In 1987, Oregon passed a law prohibiting state and local law enforcement from using public resources to arrest or detain people whose only crime was being in the country illegally. Since then, hundreds of other jurisdictions have passed similar laws, becoming so-called sanctuary cities.

Conservative activists are employing the same strategy. While Arizona is the only state where such a bill has become law, elected officials have introduced similar bills in more than a dozen statehouses. Montana's legislature has approved a bill that is now awaiting signature or veto from the governor; the Arkansas Senate and the Missouri, South Carolina, and West Virginia houses have each passed such bills; committees in Texas, Alabama, and New Hampshire have bills that are moving forward in their state legislatures; and similar bills have been introduced in Florida, North Carolina, Georgia, Minnesota, Ohio, Nebraska, Iowa, and Louisiana.
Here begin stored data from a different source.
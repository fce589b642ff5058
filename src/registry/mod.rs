//! The descriptor registry.
//!
//! A [`DescriptorRegistry`] is the central store of [`Descriptor`]s for one
//! type universe. Registering a type generates its descriptor through the
//! type's [`Describe`] implementation and recursively registers its type
//! dependencies; each `(TypeId, TraversalContext)` pair maps to exactly one
//! cached descriptor instance.
//!
//! Registries are exclusively owned by one driver for the duration of one
//! operation; share one across operations by handing out `&DescriptorRegistry`
//! from a single owner.

use alloc::boxed::Box;
use alloc::vec::Vec;
use core::any::TypeId;
use core::cell::RefCell;

use crate::descriptor::{Descriptor, DescriptorHandle, TraversalContext, TypeRef};
use crate::error::TraverseError;
use crate::util::HashMap;

#[cfg(feature = "auto_register")]
pub use inventory;

// -----------------------------------------------------------------------------
// Describe

/// A type that can describe itself to a [`DescriptorRegistry`].
///
/// Implemented by the built-in scalar, list, map, option, shared and dynamic
/// types; user composites implement it with a
/// [`RecordBuilder`](crate::impls::RecordBuilder)-built descriptor:
///
/// ```
/// use trellis::{Describe, DescriptorHandle, DescriptorRegistry, RecordBuilder, TypeRef};
///
/// #[derive(Debug, Clone, PartialEq, Default)]
/// struct Probe {
///     label: String,
///     weight: f64,
/// }
///
/// impl Describe for Probe {
///     fn type_ref() -> TypeRef {
///         TypeRef::value_of::<Probe>()
///     }
///
///     fn descriptor() -> DescriptorHandle {
///         RecordBuilder::<Probe>::new("demo::Probe")
///             .field("label", |p: &Probe| p.label.clone(), |p, v| p.label = v)
///             .field("weight", |p: &Probe| p.weight, |p, v| p.weight = v)
///             .initial_default()
///             .finish()
///     }
///
///     fn register_dependencies(registry: &mut DescriptorRegistry) {
///         registry.register::<String>();
///         registry.register::<f64>();
///     }
/// }
///
/// let mut registry = DescriptorRegistry::new();
/// registry.register::<Probe>();
/// assert!(registry.lookup_path("demo::Probe").is_some());
/// ```
pub trait Describe: Sized + 'static {
    /// The declared type this descriptor is registered under.
    fn type_ref() -> TypeRef;

    /// Builds the descriptor. Called at most once per registry.
    fn descriptor() -> DescriptorHandle;

    /// Registers the types this type's members are declared as.
    fn register_dependencies(_registry: &mut DescriptorRegistry) {}
}

// -----------------------------------------------------------------------------
// DescriptorRegistry

type FallbackFn = Box<dyn Fn(TypeId, TraversalContext) -> Option<DescriptorHandle> + Send + Sync>;

/// The central store of descriptors for one type universe.
pub struct DescriptorRegistry {
    table: HashMap<(TypeId, TraversalContext), DescriptorHandle>,
    /// First registration per type, used for runtime descriptor re-resolution.
    natural: HashMap<TypeId, DescriptorHandle>,
    path_index: HashMap<&'static str, DescriptorHandle>,
    fallbacks: Vec<FallbackFn>,
    /// Fallback-built descriptors, cached so each pair keeps one instance.
    synthesized: RefCell<HashMap<(TypeId, TraversalContext), DescriptorHandle>>,
}

impl Default for DescriptorRegistry {
    #[inline]
    fn default() -> Self {
        Self::new()
    }
}

impl DescriptorRegistry {
    /// Creates an empty registry.
    pub fn empty() -> Self {
        Self {
            table: HashMap::default(),
            natural: HashMap::default(),
            path_index: HashMap::default(),
            fallbacks: Vec::new(),
            synthesized: RefCell::new(HashMap::default()),
        }
    }

    /// Creates a registry with default registrations for the primitive types:
    ///
    /// - `()` `bool` `char`
    /// - `i8` - `i64`, `isize`
    /// - `u8` - `u64`, `usize`
    /// - `f32` `f64`
    /// - `String`
    /// - [`Dynamic`](crate::impls::Dynamic)
    pub fn new() -> Self {
        use alloc::string::String;

        let mut registry = Self::empty();
        registry.register::<()>();
        registry.register::<bool>();
        registry.register::<char>();
        registry.register::<u8>();
        registry.register::<u16>();
        registry.register::<u32>();
        registry.register::<u64>();
        registry.register::<usize>();
        registry.register::<i8>();
        registry.register::<i16>();
        registry.register::<i32>();
        registry.register::<i64>();
        registry.register::<isize>();
        registry.register::<f32>();
        registry.register::<f64>();
        registry.register::<String>();
        registry.register::<crate::impls::Dynamic>();
        registry
    }

    fn insert_handle(&mut self, key: (TypeId, TraversalContext), handle: DescriptorHandle) {
        self.path_index
            .entry(handle.type_path())
            .or_insert_with(|| handle.clone());
        self.natural.entry(key.0).or_insert_with(|| handle.clone());
        self.table.insert(key, handle);
    }

    /// Registers `T` if it has not been registered already, then recursively
    /// registers its type dependencies. Repeated calls are cheap.
    pub fn register<T: Describe>(&mut self) {
        let ty = T::type_ref();
        let key = (ty.id, ty.context);
        if self.table.contains_key(&key) {
            return;
        }
        self.insert_handle(key, T::descriptor());
        T::register_dependencies(self);
    }

    /// Registers a pre-built descriptor under its own type and context.
    ///
    /// Does nothing if the pair is already registered; dependencies are not
    /// registered. Use [`register`](Self::register) for that.
    pub fn register_descriptor(&mut self, handle: DescriptorHandle) {
        let key = (handle.type_id(), handle.context());
        if !self.table.contains_key(&key) {
            self.insert_handle(key, handle);
        }
    }

    /// Adds a fallback consulted on lookup misses, enabling on-demand
    /// descriptor synthesis for shapes with no explicit registration.
    ///
    /// Synthesized descriptors are cached, so a pair still resolves to one
    /// instance.
    pub fn add_fallback(
        &mut self,
        fallback: impl Fn(TypeId, TraversalContext) -> Option<DescriptorHandle> + Send + Sync + 'static,
    ) {
        self.fallbacks.push(Box::new(fallback));
    }

    /// Whether the pair has been registered (fallbacks are not consulted).
    #[inline]
    pub fn contains(&self, type_id: TypeId, context: TraversalContext) -> bool {
        self.table.contains_key(&(type_id, context))
    }

    /// Returns the descriptor for the pair, consulting registrations first,
    /// then previously synthesized descriptors, then the fallbacks.
    pub fn lookup(&self, type_id: TypeId, context: TraversalContext) -> Option<DescriptorHandle> {
        let key = (type_id, context);
        if let Some(handle) = self.table.get(&key) {
            return Some(handle.clone());
        }
        if let Some(handle) = self.synthesized.borrow().get(&key) {
            return Some(handle.clone());
        }
        for fallback in &self.fallbacks {
            if let Some(handle) = fallback(type_id, context) {
                self.synthesized.borrow_mut().insert(key, handle.clone());
                return Some(handle);
            }
        }
        None
    }

    /// Resolves a declared type to its descriptor.
    pub fn resolve(&self, ty: &TypeRef) -> Result<DescriptorHandle, TraverseError> {
        self.lookup(ty.id, ty.context)
            .ok_or(TraverseError::MissingDescriptor {
                type_path: ty.path.into(),
            })
    }

    /// Returns the descriptor a runtime value of `type_id` naturally
    /// traverses under: the first descriptor registered for the type,
    /// regardless of context.
    pub fn lookup_natural(&self, type_id: TypeId) -> Option<DescriptorHandle> {
        self.natural.get(&type_id).cloned()
    }

    /// Returns the descriptor whose type path matches a `$type` tag.
    pub fn lookup_path(&self, path: &str) -> Option<DescriptorHandle> {
        self.path_index.get(path).cloned()
    }

    /// Returns an iterator over all registered descriptors.
    pub fn iter(&self) -> impl Iterator<Item = &DescriptorHandle> {
        self.table.values()
    }

    /// Registers every descriptor submitted through
    /// [`submit_descriptors!`](crate::submit_descriptors).
    ///
    /// Requires the `auto_register` feature; without it this does nothing
    /// and returns `false`. Repeated calls are cheap and will not insert
    /// duplicates.
    pub fn auto_register(&mut self) -> bool {
        #[cfg(feature = "auto_register")]
        {
            for submission in inventory::iter::<DescriptorSubmission> {
                (submission.register)(self);
            }
            true
        }
        #[cfg(not(feature = "auto_register"))]
        {
            false
        }
    }
}

// -----------------------------------------------------------------------------
// Link-time submission

/// A descriptor registration submitted at link time, collected by
/// [`DescriptorRegistry::auto_register`].
#[cfg(feature = "auto_register")]
pub struct DescriptorSubmission {
    pub register: fn(&mut DescriptorRegistry),
}

#[cfg(feature = "auto_register")]
inventory::collect!(DescriptorSubmission);

/// Submits types for automatic registration:
///
/// ```ignore
/// trellis::submit_descriptors!(Probe, Sensor);
/// ```
#[cfg(feature = "auto_register")]
#[macro_export]
macro_rules! submit_descriptors {
    ($($ty:ty),+ $(,)?) => {
        $crate::registry::inventory::submit! {
            $crate::registry::DescriptorSubmission {
                register: |registry: &mut $crate::registry::DescriptorRegistry| {
                    $($crate::registry::DescriptorRegistry::register::<$ty>(registry);)+
                },
            }
        }
    };
}

// -----------------------------------------------------------------------------
// Tests

#[cfg(test)]
mod tests {
    use alloc::sync::Arc;
    use alloc::vec::Vec;

    use super::*;

    #[test]
    fn scalar_registrations_are_present() {
        let registry = DescriptorRegistry::new();
        assert!(registry.contains(TypeId::of::<i32>(), TraversalContext::VALUE));
        assert!(registry.contains(TypeId::of::<alloc::string::String>(), TraversalContext::VALUE));
        assert!(!registry.contains(TypeId::of::<Vec<i32>>(), TraversalContext::VALUE));
    }

    #[test]
    fn pairs_cache_one_descriptor_instance() {
        let mut registry = DescriptorRegistry::new();
        registry.register::<Vec<i32>>();
        let first = registry
            .lookup(TypeId::of::<Vec<i32>>(), TraversalContext::VALUE)
            .unwrap();
        let second = registry
            .lookup(TypeId::of::<Vec<i32>>(), TraversalContext::VALUE)
            .unwrap();
        assert!(Arc::ptr_eq(&first, &second));
    }

    #[test]
    fn fallbacks_synthesize_once() {
        let mut registry = DescriptorRegistry::new();
        registry.add_fallback(|type_id, context| {
            (type_id == TypeId::of::<Vec<u8>>() && context == TraversalContext::VALUE)
                .then(<Vec<u8> as Describe>::descriptor)
        });

        let first = registry
            .lookup(TypeId::of::<Vec<u8>>(), TraversalContext::VALUE)
            .unwrap();
        let second = registry
            .lookup(TypeId::of::<Vec<u8>>(), TraversalContext::VALUE)
            .unwrap();
        assert!(Arc::ptr_eq(&first, &second));
    }

    #[test]
    fn natural_lookup_prefers_first_registration() {
        let mut registry = DescriptorRegistry::new();
        registry.register::<Vec<i64>>();
        let natural = registry.lookup_natural(TypeId::of::<Vec<i64>>()).unwrap();
        assert_eq!(natural.context(), TraversalContext::VALUE);
    }

    #[cfg(feature = "auto_register")]
    mod submissions {
        use super::*;

        crate::submit_descriptors!(Vec<u16>);

        #[test]
        fn auto_register_collects_submissions() {
            let mut registry = DescriptorRegistry::new();
            assert!(registry.auto_register());
            assert!(registry.contains(TypeId::of::<Vec<u16>>(), TraversalContext::VALUE));
        }
    }
}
"We know this stuff has been working and the right can continue to complain about the things that the left is successful at, or they can look at it, learn from it, and replicate it," Michael Boldin, the founder and executive director of the Tenth Amendment Center, tells Reason.

Sabatini is cosponsoring a bill in Florida called the "Second Amendment Preservation Act" that would prohibit any employee of the state of Florida from enforcing, or attempting to enforce "any federal act, law, executive order, administrative order, court order, rule, regulation, statute, or ordinance infringing on the right to keep and bear arms ensured by the Second Amendment." The bill says that any state employee who assists in enforcing federal gun control laws would be terminated and never again be allowed to work for the state of Florida.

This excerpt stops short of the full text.